Ein konsequenter Republikanismus wäre dementsprechend nicht die Rückführung aller Menschen auf die stumme Dynamik der Körper (alle, auch die, die vernünftig zu sprechen verstehen, werden gleichermaßen Schrei), sondern die konsequente Ablösung des politischen Diskurses von der mechanischen Verkettung der Körper und ihrer Artikulationen.
Die revolutionäre Szene wäre nicht die der Vereinigung der Körper zu einer Masse, die sich von irgendwelchen Punkten her in Bewegung setzt (später einmal wird man diese Punkte als Aristokraten identifizieren), um alles zu überrollen, sondern eine Praxis des Sprechens, die bewirkt, dass das politische Wort nur
im Zustand der Trennung vernommen wird.
Das
Noch eine Anstrengung...!, mit dem diese Praxis des Sprechens beginnt, würde sich auf eine Wiederholung im Zustand der Trennung beziehen – eine
virtuose Wiederholung dessen, was bereits auf der Ebene der verklebten Körper getan wurde (was zu tun ist, ist vollkommen klar): eine Wiederholung, die das Selbe leichter, eleganter, geübter vollzieht und den Vollzug, die Praxis des Sprechens (in dem, was sie mit den Körpern und durch die Körper bewirkt) von den Bewegungsgesetzen der Materie namens Volk emanzipiert.

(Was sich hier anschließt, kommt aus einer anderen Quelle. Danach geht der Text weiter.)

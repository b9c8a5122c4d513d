//! In-memory stand-ins for the ledger and the applier, plus deterministic
//! block fixtures. Everything here exists to drive the state machine in
//! tests; nothing is production code.

use std::collections::HashSet;
use std::sync::Arc;

use parking_lot::{Mutex, RwLock};

use lagoon_block::{Block, BlockHeader, BlockId, MicroBlock, NxtConsensus};
use lagoon_blockchain::{Applier, ApplyError, Ledger, LedgerError};
use lagoon_keys::{PublicKey, Signature};
use lagoon_transaction::{Alias, Proofs, Recipient, Transaction, Transfer};

/// A linear applied chain with the stable/newest id split of a real
/// ledger: ids appended by the applier are "newest" and are not resolvable
/// as rollback targets until [`MemoryLedger::flush`] promotes them. Blocks
/// taken over during bootstrap or through `add_deserialized_block` are
/// stable immediately.
pub struct MemoryLedger {
    token: Mutex<()>,
    inner: RwLock<Inner>,
}

struct Inner {
    blocks: Vec<Block>,
    stable: HashSet<BlockId>,
}

impl MemoryLedger {
    pub fn new(genesis: Block) -> Arc<MemoryLedger> {
        let mut stable = HashSet::new();
        stable.insert(genesis.id().clone());
        Arc::new(MemoryLedger {
            token: Mutex::new(()),
            inner: RwLock::new(Inner {
                blocks: vec![genesis],
                stable,
            }),
        })
    }

    /// Appends a block the way initial sync would: applied and indexed.
    pub fn bootstrap(&self, block: Block) {
        let mut inner = self.inner.write();
        inner.stable.insert(block.id().clone());
        inner.blocks.push(block);
    }

    /// Promotes every applied block to a stable rollback target.
    pub fn flush(&self) {
        let mut inner = self.inner.write();
        let ids: Vec<BlockId> = inner.blocks.iter().map(|b| b.id().clone()).collect();
        inner.stable.extend(ids);
    }

    pub fn head(&self) -> Block {
        self.inner.read().blocks.last().expect("ledger is never empty").clone()
    }

    pub fn ids(&self) -> Vec<BlockId> {
        self.inner.read().blocks.iter().map(|b| b.id().clone()).collect()
    }

    pub(crate) fn append_newest(&self, block: Block) {
        debug_assert!(self.token.is_locked());
        self.inner.write().blocks.push(block);
    }

    /// Reverts every block above the one with the given id, if it is
    /// applied at all. Ids are not required to be stable here; this models
    /// the applier's internal re-anchoring, not a peer-driven rollback.
    pub(crate) fn truncate_above(&self, id: &BlockId) {
        debug_assert!(self.token.is_locked());
        let mut inner = self.inner.write();
        if let Some(position) = inner.blocks.iter().position(|b| b.id() == id) {
            for removed in inner.blocks.split_off(position + 1) {
                inner.stable.remove(removed.id());
            }
        }
    }
}

impl Ledger for MemoryLedger {
    fn height(&self) -> Result<u64, LedgerError> {
        Ok(self.inner.read().blocks.len() as u64)
    }

    fn block_at(&self, height: u64) -> Result<Block, LedgerError> {
        let inner = self.inner.read();
        if height == 0 || height > inner.blocks.len() as u64 {
            return Err(LedgerError::NotFoundAtHeight(height));
        }
        Ok(inner.blocks[height as usize - 1].clone())
    }

    fn rollback_to(&self, id: &BlockId) -> Result<(), LedgerError> {
        debug_assert!(self.token.is_locked());
        let mut inner = self.inner.write();
        if !inner.stable.contains(id) {
            return Err(LedgerError::NotFound(id.clone()));
        }
        let position = inner
            .blocks
            .iter()
            .position(|b| b.id() == id)
            .ok_or_else(|| LedgerError::NotFound(id.clone()))?;
        for removed in inner.blocks.split_off(position + 1) {
            inner.stable.remove(removed.id());
        }
        Ok(())
    }

    fn rollback_to_height(&self, height: u64) -> Result<(), LedgerError> {
        debug_assert!(self.token.is_locked());
        let mut inner = self.inner.write();
        if height == 0 || height > inner.blocks.len() as u64 {
            return Err(LedgerError::Rollback(format!(
                "cannot roll back to height {}",
                height
            )));
        }
        for removed in inner.blocks.split_off(height as usize) {
            inner.stable.remove(removed.id());
        }
        Ok(())
    }

    fn add_deserialized_block(&self, block: Block) -> Result<(), LedgerError> {
        debug_assert!(self.token.is_locked());
        let mut inner = self.inner.write();
        inner.stable.insert(block.id().clone());
        inner.blocks.push(block);
        Ok(())
    }

    fn mutex(&self) -> &Mutex<()> {
        &self.token
    }
}

/// Applier over a [`MemoryLedger`]. Like the real one, it re-anchors at
/// the parent of the first block: if that parent is an applied block,
/// everything above it is reverted before appending. Validation rules are
/// out of scope, so blocks are otherwise accepted unless a test scripted a
/// rejection for their id.
pub struct MemoryApplier {
    ledger: Arc<MemoryLedger>,
    rejects: Mutex<HashSet<BlockId>>,
}

impl MemoryApplier {
    pub fn new(ledger: Arc<MemoryLedger>) -> MemoryApplier {
        MemoryApplier {
            ledger,
            rejects: Mutex::new(HashSet::new()),
        }
    }

    /// Makes every future `apply` of the given block id fail.
    pub fn reject(&self, id: BlockId) {
        self.rejects.lock().insert(id);
    }
}

impl Applier for MemoryApplier {
    fn apply(&self, blocks: &[Block]) -> Result<(), ApplyError> {
        {
            let rejects = self.rejects.lock();
            for block in blocks {
                if rejects.contains(block.id()) {
                    return Err(ApplyError::Rejected(
                        block.id().clone(),
                        "rejected by test script".to_string(),
                    ));
                }
            }
        }
        let _token = self.ledger.mutex().lock();
        if let Some(first) = blocks.first() {
            self.ledger.truncate_above(first.parent());
        }
        for block in blocks {
            self.ledger.append_newest(block.clone());
        }
        Ok(())
    }
}

pub fn block_id(tag: u8) -> BlockId {
    BlockId::from([tag; 64])
}

pub fn key_block(tag: u8, parent: &BlockId) -> Block {
    key_block_with_transactions(tag, parent, vec![transfer(tag)])
}

pub fn key_block_with_transactions(
    tag: u8,
    parent: &BlockId,
    transactions: Vec<Transaction>,
) -> Block {
    Block {
        header: BlockHeader {
            version: 5,
            timestamp: 1_600_000_000_000 + tag as u64 * 2_000,
            parent: parent.clone(),
            generator: PublicKey::from([tag; 32]),
            consensus: NxtConsensus::default(),
            features: vec![],
            reward_vote: 0,
            signature: block_id(tag),
        },
        transactions,
    }
}

pub fn micro_block(tag: u8, reference: &BlockId, transactions: Vec<Transaction>) -> MicroBlock {
    MicroBlock {
        version: 5,
        reference: reference.clone(),
        updated_signature: block_id(tag),
        transactions,
        sender: PublicKey::from([tag; 32]),
        signature: Signature::from([tag; 64]),
    }
}

pub fn transfer(tag: u8) -> Transaction {
    Transaction::Transfer(Transfer {
        version: 2,
        sender: PublicKey::from([tag; 32]),
        asset: None,
        fee_asset: None,
        timestamp: 1_600_000_000_000 + tag as u64,
        amount: 1_000 + tag as u64,
        fee: 100_000,
        recipient: Recipient::Alias(Alias::new(b'T', "fixture")),
        attachment: vec![],
        proofs: Proofs::single(&Signature::from([tag; 64])),
    })
}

Die Sadesche Szene der Unterweisung, wie die
Philosophie dans le boudoir sie entfaltet, verzichtet keineswegs auf das Volk und den Körper. Aber die Politik der Anstrengung, die der Sade'sche Republikanismus lehrt, beruft eine virtuose Praxis des Sprechens zur Ausführung jener Bewegungsfiguren, als die sich kollektive Handlungen technisch darstellen.
Ohne jene zweite, nochmalige, wiederhole Anstrengung, die Virtuosität in das Handeln einführt, ist mit dem Volk nichts zu erreichen. Ohne diese virtuose Wiederholung der revolutionären Bewegung bleibt die Bewegung ein mechanisches, auf eine soziale Physik der Masse zurückbuchstabierbares Phänomen.
Um Handlung zu werden, bedarf das revolutionäre Geschehen einer Praxis des Sprechens, die seine Szene rekonfiguriert und in den mechanischen Verbindungen zwischen den vielen Beteiligten die Freiheit, d.h. die Trennung evident macht, die der Bewegung ihre virtuose Leichtigkeit verleiht.